Julian Pedraza, a parishioner at Our Lady of the Valley Church in Canoga Park, agrees.
“I think Pope Francis will bring a fresh start for the Church, and especially for our youth, because he seems to be a pope who has an interest in sharing his message of faith with young people,” said Pedraza.
He believes having a Hispanic pope will help more Latinos closely identify with the Church and feel fully represented.
“I believe a historic change is coming for the Latin American Church, first because it’s the first time there is a Latino pope, and because of the very nature of this pope — how he has committed his life to the communities he has served,” he said. “This is a new beginning.”
‘The Holy Spirit chooses’
At St. Francis Xavier Church in Burbank, Richard Dixon, a member of the Parish Pastoral Team, noted that his pastor, Father Richard Albarano, had noted that when the cardinals vote, the Holy Spirit chooses. “And when Pope Francis stepped on to that balcony, I sent Father Dick an email and said, ‘You were right.’
“Not only is our new pope re-building the Church as God asked the first Francis to do, but like the second Francis, Francis Xavier, he is building on the previous pope’s call for a new evangelization. And because he comes from the New World, he knows what outreach means.”

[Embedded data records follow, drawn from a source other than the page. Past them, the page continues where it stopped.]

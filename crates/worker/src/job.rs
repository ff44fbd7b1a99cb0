//! Jobs: one queued function call plus its execution state.

use std::sync::Mutex;
use std::time::Duration;

use chrono::{DateTime, Utc};
use serde::{Deserialize, Serialize, de::DeserializeOwned};
use serde_json::{Map, Value};

use jobwatch_core::{ExcInfo, JobError, JobId, JobResult, TenantId, UserId};

/// Decoded call data: which function to run and with what.
#[derive(Debug, Clone, PartialEq, Serialize, Deserialize)]
pub struct JobCall {
    pub func: String,
    #[serde(default)]
    pub args: Vec<Value>,
    #[serde(default)]
    pub kwargs: Map<String, Value>,
}

impl JobCall {
    /// `func(arg1, arg2, key=value)`; strings are rendered without quotes.
    pub fn call_string(&self) -> String {
        let args = self.args.iter().map(render_value);
        let kwargs = self
            .kwargs
            .iter()
            .map(|(k, v)| format!("{k}={}", render_value(v)));
        let params: Vec<String> = args.chain(kwargs).collect();
        format!("{}({})", self.func, params.join(", "))
    }
}

fn render_value(value: &Value) -> String {
    match value {
        Value::String(s) => s.clone(),
        other => other.to_string(),
    }
}

/// Job execution status.
#[derive(Debug, Clone, Copy, PartialEq, Eq, Serialize, Deserialize)]
#[serde(rename_all = "snake_case")]
pub enum JobStatus {
    /// Created, not yet on a queue
    Created,
    /// Waiting on a queue
    Queued,
    /// Picked up by a worker
    Started,
    /// Returned successfully
    Finished,
    /// Raised, timed out or could not be run
    Failed,
}

impl JobStatus {
    pub fn is_terminal(&self) -> bool {
        matches!(self, JobStatus::Finished | JobStatus::Failed)
    }
}

/// Mutable execution state of a job.
#[derive(Debug, Clone, Serialize)]
pub struct JobState {
    pub status: JobStatus,
    pub enqueued_at: Option<DateTime<Utc>>,
    pub started_at: Option<DateTime<Utc>>,
    pub ended_at: Option<DateTime<Utc>>,
    /// Name of the worker that last picked the job up.
    pub worker_name: Option<String>,
    pub result: Option<Value>,
    /// `Type: message` of the last failure.
    pub exc_info: Option<String>,
}

impl Default for JobState {
    fn default() -> Self {
        Self {
            status: JobStatus::Created,
            enqueued_at: None,
            started_at: None,
            ended_at: None,
            worker_name: None,
            result: None,
            exc_info: None,
        }
    }
}

/// A background job.
///
/// The call is kept in serialized form and decoded on access, so a job whose
/// data is corrupt can still be queued, inspected and failed cleanly.
/// Workers share jobs as `Arc<Job>`; the state behind the mutex is the only
/// part that changes after enqueueing.
#[derive(Debug)]
pub struct Job {
    id: JobId,
    origin: Option<String>,
    data: Value,
    description: Option<String>,
    timeout: Option<Duration>,
    user_id: Option<UserId>,
    tenant_id: Option<TenantId>,
    created_at: DateTime<Utc>,
    state: Mutex<JobState>,
}

impl Job {
    /// Create a job calling `func` with the given arguments.
    pub fn new(func: impl Into<String>, args: Vec<Value>, kwargs: Map<String, Value>) -> Self {
        let call = JobCall {
            func: func.into(),
            args,
            kwargs,
        };
        let description = call.call_string();
        let data = serde_json::to_value(&call).unwrap_or(Value::Null);
        let mut job = Self::from_raw(JobId::new(), data);
        job.description = Some(description);
        job
    }

    /// Wrap already-serialized call data (e.g. read back from a broker).
    pub fn from_raw(id: JobId, data: Value) -> Self {
        Self {
            id,
            origin: None,
            data,
            description: None,
            timeout: None,
            user_id: None,
            tenant_id: None,
            created_at: Utc::now(),
            state: Mutex::new(JobState::default()),
        }
    }

    pub fn with_id(mut self, id: impl Into<JobId>) -> Self {
        self.id = id.into();
        self
    }

    pub fn with_description(mut self, description: impl Into<String>) -> Self {
        self.description = Some(description.into());
        self
    }

    pub fn with_timeout(mut self, timeout: Duration) -> Self {
        self.timeout = Some(timeout);
        self
    }

    pub fn with_user(mut self, user_id: UserId) -> Self {
        self.user_id = Some(user_id);
        self
    }

    pub fn with_tenant(mut self, tenant_id: TenantId) -> Self {
        self.tenant_id = Some(tenant_id);
        self
    }

    pub fn with_origin(mut self, queue: impl Into<String>) -> Self {
        self.origin = Some(queue.into());
        self
    }

    pub fn id(&self) -> &JobId {
        &self.id
    }

    /// Name of the queue the job was enqueued on.
    pub fn origin(&self) -> Option<&str> {
        self.origin.as_deref()
    }

    pub fn timeout(&self) -> Option<Duration> {
        self.timeout
    }

    pub fn user_id(&self) -> Option<UserId> {
        self.user_id
    }

    pub fn tenant_id(&self) -> Option<TenantId> {
        self.tenant_id
    }

    pub fn created_at(&self) -> DateTime<Utc> {
        self.created_at
    }

    pub fn func_name(&self) -> JobResult<String> {
        self.field::<String>("func")?
            .ok_or_else(|| JobError::deserialization(format!("job {}: missing func", self.id)))
    }

    pub fn args(&self) -> JobResult<Vec<Value>> {
        Ok(self.field("args")?.unwrap_or_default())
    }

    pub fn kwargs(&self) -> JobResult<Map<String, Value>> {
        Ok(self.field("kwargs")?.unwrap_or_default())
    }

    /// Decode the whole call.
    pub fn call(&self) -> JobResult<JobCall> {
        Ok(JobCall {
            func: self.func_name()?,
            args: self.args()?,
            kwargs: self.kwargs()?,
        })
    }

    /// Explicit description, or the call string.
    pub fn description(&self) -> JobResult<String> {
        match &self.description {
            Some(d) => Ok(d.clone()),
            None => self.call().map(|c| c.call_string()),
        }
    }

    fn field<T: DeserializeOwned>(&self, key: &str) -> JobResult<Option<T>> {
        match self.data.get(key) {
            None | Some(Value::Null) => Ok(None),
            Some(raw) => serde_json::from_value(raw.clone())
                .map(Some)
                .map_err(|e| JobError::deserialization(format!("job {}: {key}: {e}", self.id))),
        }
    }

    /// Snapshot of the execution state.
    pub fn state(&self) -> JobState {
        self.state.lock().unwrap().clone()
    }

    pub fn status(&self) -> JobStatus {
        self.state.lock().unwrap().status
    }

    pub(crate) fn set_origin(&mut self, queue: &str) {
        self.origin = Some(queue.to_string());
    }

    pub(crate) fn mark_queued(&self) {
        let mut state = self.state.lock().unwrap();
        state.status = JobStatus::Queued;
        state.enqueued_at = Some(Utc::now());
    }

    pub(crate) fn mark_started(&self, worker_name: &str) {
        let mut state = self.state.lock().unwrap();
        state.status = JobStatus::Started;
        state.started_at = Some(Utc::now());
        state.ended_at = None;
        state.worker_name = Some(worker_name.to_string());
    }

    pub(crate) fn mark_finished(&self, result: Value) {
        let mut state = self.state.lock().unwrap();
        state.status = JobStatus::Finished;
        state.ended_at = Some(Utc::now());
        state.result = Some(result);
        state.exc_info = None;
    }

    pub(crate) fn mark_failed(&self, exc_info: &ExcInfo) {
        let mut state = self.state.lock().unwrap();
        state.status = JobStatus::Failed;
        state.ended_at = Some(Utc::now());
        state.exc_info = Some(exc_info.to_string());
    }
}

#[cfg(test)]
mod tests {
    use super::*;
    use serde_json::json;

    fn send_email() -> Job {
        Job::new("send_email", vec![json!("a@example.com")], Map::new()).with_id("42")
    }

    #[test]
    fn new_job_exposes_its_call() {
        let job = send_email();

        assert_eq!(job.id().as_str(), "42");
        assert_eq!(job.func_name().unwrap(), "send_email");
        assert_eq!(job.args().unwrap(), vec![json!("a@example.com")]);
        assert!(job.kwargs().unwrap().is_empty());
        assert_eq!(job.description().unwrap(), "send_email(a@example.com)");
        assert_eq!(job.status(), JobStatus::Created);
    }

    #[test]
    fn call_string_renders_kwargs() {
        let mut kwargs = Map::new();
        kwargs.insert("retries".into(), json!(3));
        let call = JobCall {
            func: "resize".into(),
            args: vec![json!("img.png"), json!(640)],
            kwargs,
        };
        assert_eq!(call.call_string(), "resize(img.png, 640, retries=3)");
    }

    #[test]
    fn corrupt_fields_fail_independently() {
        let job = Job::from_raw(JobId::from("7"), json!({"func": "report", "args": "oops"}));

        assert_eq!(job.func_name().unwrap(), "report");
        assert!(matches!(job.args(), Err(JobError::Deserialization(_))));
        assert!(job.kwargs().unwrap().is_empty());
        assert!(job.call().is_err());
        assert!(job.description().is_err());
    }

    #[test]
    fn missing_func_is_an_error() {
        let job = Job::from_raw(JobId::from("8"), json!({}));
        let err = job.func_name().unwrap_err();
        assert!(err.to_string().contains("missing func"));
    }

    #[test]
    fn lifecycle_updates_state() {
        let job = send_email();
        job.mark_queued();
        job.mark_started("w1");
        assert_eq!(job.status(), JobStatus::Started);

        job.mark_finished(json!(true));
        let state = job.state();
        assert_eq!(state.status, JobStatus::Finished);
        assert!(state.status.is_terminal());
        assert_eq!(state.result, Some(json!(true)));
        assert_eq!(state.worker_name.as_deref(), Some("w1"));
    }

    #[test]
    fn failure_records_exception_text() {
        let job = send_email();
        job.mark_failed(&ExcInfo::new(JobError::failed("smtp down")));
        let state = job.state();
        assert_eq!(state.status, JobStatus::Failed);
        assert_eq!(state.exc_info.as_deref(), Some("JobError: job failed: smtp down"));
    }
}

Karol Mosquera, who with her husband and two children has been part of the parish community since 2001, thought Cardinal Bergoglia chose the name Francis “because the saint is someone we can look up to for his holiness and example. I want someone who is here to help and support us, and to bring what we have lost — dignity, love, example, morals.”
Mosquera said she hoped Pope Francis can help re-build faith that many Catholics have lost. “People come to church looking for God, to church to have a better connection, and understand a little bit more about the word of God,” she said. “We are all part of the solution. We need to think about others, be sensitive to others and know that people are in need, and not just materially. We all need prayer and support.”
Carmelite of Mary Immaculate Father Benny George, associate pastor who celebrated the 10:30 Mass, said he believes Pope Francis is going to bring all together into one community, and not just the material poor.
“There is poverty of the spirit among the wealthy,” noted the priest, a native of India. “There is poverty in the side of morality; there is poverty in the side of injustice. Pope Francis spoke against inequality in Argentina, against the rule, against injustice. That was why he was there for the people and of the people.”
Father George pointed out that in the Gospels, “we find everyone represented. Jesus wanted everyone to come together in one community. He accepted everyone; he tried to elevate others. With the new pope, I see the beginning of that messianic quality — to bring goodness into the community.”